**ENTRIES SHOWN**:
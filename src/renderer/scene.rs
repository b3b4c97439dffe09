//! Scene draw pass
//!
//! Stateless: everything drawn comes from the `Scene` borrowed for this
//! frame. Draw order is background, trail, objects, halves, particles,
//! texts, combo banner.

use glam::Vec2;
use std::f32::consts::{FRAC_PI_2, PI, TAU};

use super::DrawSurface;
use crate::sim::effects::{EffectsSystem, FloatingText, HalfSide, Particle, SliceHalf, combo_color};
use crate::sim::state::{FallingObject, ObjectKind};
use crate::sim::trail::TrailPoint;
use crate::{Rgba, Settings, rgb, rgba};

const BG_TOP: Rgba = rgb(0x0a0a1a);
const BG_BOTTOM: Rgba = rgb(0x1a1a3e);
const SHADOW: Rgba = rgba(0x000000, 0.2);
const HIGHLIGHT: Rgba = rgba(0xffffff, 0.35);
const LEAF: Rgba = rgb(0x27ae60);
const CUT_FACE: Rgba = rgb(0xfff8e0);
const BOMB_OUTLINE: Rgba = rgb(0x1a1a1a);
const FUSE: Rgba = rgb(0x888888);
const SPARK: Rgba = rgb(0xf39c12);
const BOMB_MARK: Rgba = rgb(0xe74c3c);

/// Base font size for floating text at scale 1
const TEXT_SIZE: f32 = 24.0;
const BANNER_SIZE: f32 = 36.0;
/// Banner sits this far above the last cut
const BANNER_OFFSET: f32 = 60.0;
const FLESH_RATIO: f32 = 0.7;

/// Toggles the draw pass reads from settings
#[derive(Debug, Clone, Copy, PartialEq)]
pub struct RenderOptions {
    pub glow: bool,
    pub combo_banner: bool,
}

impl Default for RenderOptions {
    fn default() -> Self {
        Self {
            glow: true,
            combo_banner: true,
        }
    }
}

impl From<&Settings> for RenderOptions {
    fn from(settings: &Settings) -> Self {
        Self {
            glow: settings.effective_glow(),
            combo_banner: settings.combo_banner,
        }
    }
}

/// Borrowed view of everything visible this frame
pub struct Scene<'a> {
    pub objects: &'a [FallingObject],
    /// Live trail, oldest first
    pub trail: &'a [TrailPoint],
    pub effects: &'a EffectsSystem,
    pub combo_count: u32,
    pub combo_multiplier: u32,
    pub last_cut_pos: Vec2,
}

pub struct Renderer {
    width: f32,
    height: f32,
    options: RenderOptions,
}

impl Renderer {
    pub fn new(width: f32, height: f32, options: RenderOptions) -> Self {
        Self {
            width,
            height,
            options,
        }
    }

    pub fn resize(&mut self, width: f32, height: f32) {
        self.width = width;
        self.height = height;
    }

    pub fn size(&self) -> Vec2 {
        Vec2::new(self.width, self.height)
    }

    pub fn options(&self) -> RenderOptions {
        self.options
    }

    pub fn set_options(&mut self, options: RenderOptions) {
        self.options = options;
    }

    fn glow(&self, radius: f32) -> f32 {
        if self.options.glow { radius } else { 0.0 }
    }

    /// Draw one full frame
    pub fn render<D: DrawSurface + ?Sized>(&self, surface: &mut D, scene: &Scene) {
        surface.fill_background(self.size(), BG_TOP, BG_BOTTOM);

        self.draw_trail(surface, scene.trail);

        for obj in scene.objects.iter().filter(|o| !o.is_cut()) {
            draw_object(surface, obj);
        }
        for half in &scene.effects.halves {
            draw_half(surface, half);
        }
        for p in &scene.effects.particles {
            draw_particle(surface, p);
        }
        for text in &scene.effects.texts {
            self.draw_text(surface, text);
        }

        if self.options.combo_banner && scene.combo_count >= 2 {
            let color = combo_color(scene.combo_multiplier);
            surface.fill_text(
                &format!("x{} COMBO!", scene.combo_multiplier),
                scene.last_cut_pos - Vec2::new(0.0, BANNER_OFFSET),
                BANNER_SIZE,
                color,
                self.glow(20.0),
            );
        }
    }

    /// Blade trail: thin and faint at the tail, thick and bright at the head
    fn draw_trail<D: DrawSurface + ?Sized>(&self, surface: &mut D, trail: &[TrailPoint]) {
        if trail.len() < 2 {
            return;
        }
        let len = trail.len() as f32;
        for (i, pair) in trail.windows(2).enumerate() {
            let t = (i + 1) as f32 / len;
            surface.stroke_line(pair[0].pos, pair[1].pos, 4.0 + t * 8.0, rgba(0xffffff, t * 0.9));
        }

        if trail.len() > 2 {
            let head = trail[trail.len() - 1].pos;
            surface.fill_circle(head, 12.0, rgba(0xffffff, 0.3));
        }
    }

    fn draw_text<D: DrawSurface + ?Sized>(&self, surface: &mut D, text: &FloatingText) {
        surface.save();
        surface.set_alpha(text.alpha);
        surface.fill_text(
            &text.text,
            text.pos,
            (TEXT_SIZE * text.scale).round(),
            text.color,
            self.glow(12.0),
        );
        surface.restore();
    }
}

fn draw_object<D: DrawSurface + ?Sized>(surface: &mut D, obj: &FallingObject) {
    surface.save();
    surface.translate(obj.pos);
    surface.rotate(obj.rotation);
    if obj.kind.hazard {
        draw_bomb(surface, obj.kind);
    } else {
        draw_fruit(surface, obj.kind);
    }
    surface.restore();
}

fn draw_bomb<D: DrawSurface + ?Sized>(surface: &mut D, kind: &ObjectKind) {
    let r = kind.radius;
    surface.fill_circle(Vec2::ZERO, r, kind.color);
    surface.stroke_circle(Vec2::ZERO, r, 3.0, BOMB_OUTLINE);

    surface.stroke_line(Vec2::new(0.0, -r), Vec2::new(4.0, -r - 14.0), 3.0, FUSE);
    surface.fill_circle(Vec2::new(4.0, -r - 16.0), 5.0, SPARK);

    let s = r * 0.35;
    surface.stroke_line(Vec2::new(-s, -s), Vec2::new(s, s), 4.0, BOMB_MARK);
    surface.stroke_line(Vec2::new(s, -s), Vec2::new(-s, s), 4.0, BOMB_MARK);
}

fn draw_fruit<D: DrawSurface + ?Sized>(surface: &mut D, kind: &ObjectKind) {
    let r = kind.radius;
    surface.fill_circle(Vec2::splat(3.0), r, SHADOW);
    surface.fill_circle(Vec2::ZERO, r, kind.color);
    if let Some(inner) = kind.inner_color {
        surface.fill_circle(Vec2::ZERO, r * FLESH_RATIO, inner);
    }
    surface.fill_circle(Vec2::splat(-r * 0.25), r * 0.3, HIGHLIGHT);
    if kind.has_leaf() {
        surface.fill_ellipse(Vec2::new(2.0, -r - 5.0), Vec2::new(8.0, 12.0), 0.3, LEAF);
    }
}

fn draw_half<D: DrawSurface + ?Sized>(surface: &mut D, half: &SliceHalf) {
    let kind = half.kind;
    let r = kind.radius;
    let (start, end) = match half.side {
        HalfSide::Left => (FRAC_PI_2, PI + FRAC_PI_2),
        HalfSide::Right => (-FRAC_PI_2, FRAC_PI_2),
    };

    surface.save();
    surface.set_alpha(half.alpha);
    surface.translate(half.pos);
    surface.rotate(half.rotation % TAU);

    surface.fill_sector(Vec2::ZERO, r, start, end, kind.color);
    if let Some(inner) = kind.inner_color {
        surface.fill_sector(Vec2::ZERO, r * FLESH_RATIO, start, end, inner);
    }
    let face = kind.inner_color.unwrap_or(CUT_FACE);
    surface.stroke_line(Vec2::new(0.0, -r), Vec2::new(0.0, r), 3.0, face);

    surface.restore();
}

fn draw_particle<D: DrawSurface + ?Sized>(surface: &mut D, p: &Particle) {
    surface.save();
    surface.set_alpha(p.alpha);
    surface.fill_circle(p.pos, p.radius, p.color);
    surface.restore();
}

#[cfg(test)]
mod tests {
    use super::*;
    use crate::sim::state::{FRUIT_KINDS, HAZARD_KIND};

    #[derive(Default)]
    struct Recorder {
        ops: Vec<String>,
        depth: i32,
    }

    impl DrawSurface for Recorder {
        fn save(&mut self) {
            self.depth += 1;
        }
        fn restore(&mut self) {
            self.depth -= 1;
        }
        fn translate(&mut self, _: Vec2) {}
        fn rotate(&mut self, _: f32) {}
        fn set_alpha(&mut self, _: f32) {}
        fn fill_background(&mut self, _: Vec2, _: Rgba, _: Rgba) {
            self.ops.push("bg".into());
        }
        fn fill_circle(&mut self, _: Vec2, _: f32, _: Rgba) {
            self.ops.push("circle".into());
        }
        fn stroke_circle(&mut self, _: Vec2, _: f32, _: f32, _: Rgba) {
            self.ops.push("ring".into());
        }
        fn fill_sector(&mut self, _: Vec2, _: f32, _: f32, _: f32, _: Rgba) {
            self.ops.push("sector".into());
        }
        fn fill_ellipse(&mut self, _: Vec2, _: Vec2, _: f32, _: Rgba) {
            self.ops.push("ellipse".into());
        }
        fn stroke_line(&mut self, _: Vec2, _: Vec2, _: f32, _: Rgba) {
            self.ops.push("line".into());
        }
        fn fill_text(&mut self, text: &str, _: Vec2, _: f32, _: Rgba, _: f32) {
            self.ops.push(format!("text:{text}"));
        }
    }

    fn count(rec: &Recorder, op: &str) -> usize {
        rec.ops.iter().filter(|o| o.as_str() == op).count()
    }

    fn scene<'a>(objects: &'a [FallingObject], trail: &'a [TrailPoint], effects: &'a EffectsSystem) -> Scene<'a> {
        Scene {
            objects,
            trail,
            effects,
            combo_count: 0,
            combo_multiplier: 1,
            last_cut_pos: Vec2::ZERO,
        }
    }

    #[test]
    fn test_empty_scene_draws_background_only() {
        let renderer = Renderer::new(800.0, 600.0, RenderOptions::default());
        let fx = EffectsSystem::new(10, 0);
        let mut rec = Recorder::default();
        renderer.render(&mut rec, &scene(&[], &[], &fx));
        assert_eq!(rec.ops, vec!["bg".to_string()]);
    }

    #[test]
    fn test_cut_objects_are_not_drawn() {
        let renderer = Renderer::new(800.0, 600.0, RenderOptions::default());
        let fx = EffectsSystem::new(10, 0);
        let mut cut = FallingObject::new(0, &FRUIT_KINDS[1], Vec2::ZERO, Vec2::ZERO);
        cut.mark_cut();
        let bomb = FallingObject::new(1, &HAZARD_KIND, Vec2::ZERO, Vec2::ZERO);
        let mut rec = Recorder::default();
        renderer.render(&mut rec, &scene(&[cut, bomb], &[], &fx));

        // bomb: body + spark, outline, fuse + two cross strokes
        assert_eq!(count(&rec, "circle"), 2);
        assert_eq!(count(&rec, "ring"), 1);
        assert_eq!(count(&rec, "line"), 3);
        assert_eq!(rec.depth, 0, "save/restore balanced");
    }

    #[test]
    fn test_fruit_layers() {
        let renderer = Renderer::new(800.0, 600.0, RenderOptions::default());
        let fx = EffectsSystem::new(10, 0);
        let apple = FallingObject::new(0, &FRUIT_KINDS[0], Vec2::ZERO, Vec2::ZERO);
        let melon = FallingObject::new(1, &FRUIT_KINDS[4], Vec2::ZERO, Vec2::ZERO);
        let mut rec = Recorder::default();
        renderer.render(&mut rec, &scene(&[apple, melon], &[], &fx));
        // apple: shadow, body, highlight; melon adds the flesh ring
        assert_eq!(count(&rec, "circle"), 3 + 4);
        assert_eq!(count(&rec, "ellipse"), 1);
    }

    #[test]
    fn test_trail_segments_and_glow() {
        let renderer = Renderer::new(800.0, 600.0, RenderOptions::default());
        let fx = EffectsSystem::new(10, 0);
        let trail: Vec<TrailPoint> = (0..4).map(|i| TrailPoint::new(i as f32 * 10.0, 0.0, i as f64)).collect();
        let mut rec = Recorder::default();
        renderer.render(&mut rec, &scene(&[], &trail, &fx));
        assert_eq!(count(&rec, "line"), 3);
        assert_eq!(count(&rec, "circle"), 1);

        let mut rec = Recorder::default();
        renderer.render(&mut rec, &scene(&[], &trail[..2], &fx));
        assert_eq!(count(&rec, "line"), 1);
        assert_eq!(count(&rec, "circle"), 0, "no glow dot for a two-point trail");
    }

    #[test]
    fn test_trail_head_dot_drawn_without_glow() {
        let plain = RenderOptions {
            glow: false,
            ..RenderOptions::default()
        };
        let renderer = Renderer::new(800.0, 600.0, plain);
        let fx = EffectsSystem::new(10, 0);
        let trail: Vec<TrailPoint> = (0..3).map(|i| TrailPoint::new(i as f32 * 10.0, 0.0, i as f64)).collect();
        let mut rec = Recorder::default();
        renderer.render(&mut rec, &scene(&[], &trail, &fx));
        assert_eq!(count(&rec, "circle"), 1);
    }

    #[test]
    fn test_combo_banner_threshold_and_toggle() {
        let fx = EffectsSystem::new(10, 0);
        let mut s = scene(&[], &[], &fx);
        s.combo_count = 2;
        s.combo_multiplier = 2;

        let mut rec = Recorder::default();
        Renderer::new(800.0, 600.0, RenderOptions::default()).render(&mut rec, &s);
        assert!(rec.ops.contains(&"text:x2 COMBO!".to_string()));

        let off = RenderOptions {
            combo_banner: false,
            ..RenderOptions::default()
        };
        let mut rec = Recorder::default();
        Renderer::new(800.0, 600.0, off).render(&mut rec, &s);
        assert_eq!(rec.ops.len(), 1);

        s.combo_count = 1;
        let mut rec = Recorder::default();
        Renderer::new(800.0, 600.0, RenderOptions::default()).render(&mut rec, &s);
        assert_eq!(rec.ops.len(), 1);
    }

    #[test]
    fn test_effects_drawn() {
        let renderer = Renderer::new(800.0, 600.0, RenderOptions::default());
        let mut fx = EffectsSystem::new(100, 3);
        let melon = FallingObject::new(0, &FRUIT_KINDS[4], Vec2::new(50.0, 50.0), Vec2::ZERO);
        fx.spawn_slice(&melon);
        fx.spawn_score_text(melon.pos, 3, 1);
        let mut rec = Recorder::default();
        renderer.render(&mut rec, &scene(&[], &[], &fx));
        // two halves, each body + flesh
        assert_eq!(count(&rec, "sector"), 4);
        assert_eq!(count(&rec, "circle"), fx.particles.len());
        assert!(rec.ops.contains(&"text:+3".to_string()));
        assert_eq!(rec.depth, 0);
    }
}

**TASK DETAILS**:
Across the entries, how many lines contain the word "melon"? State that number and nothing else.

**THE ANSWER**:
6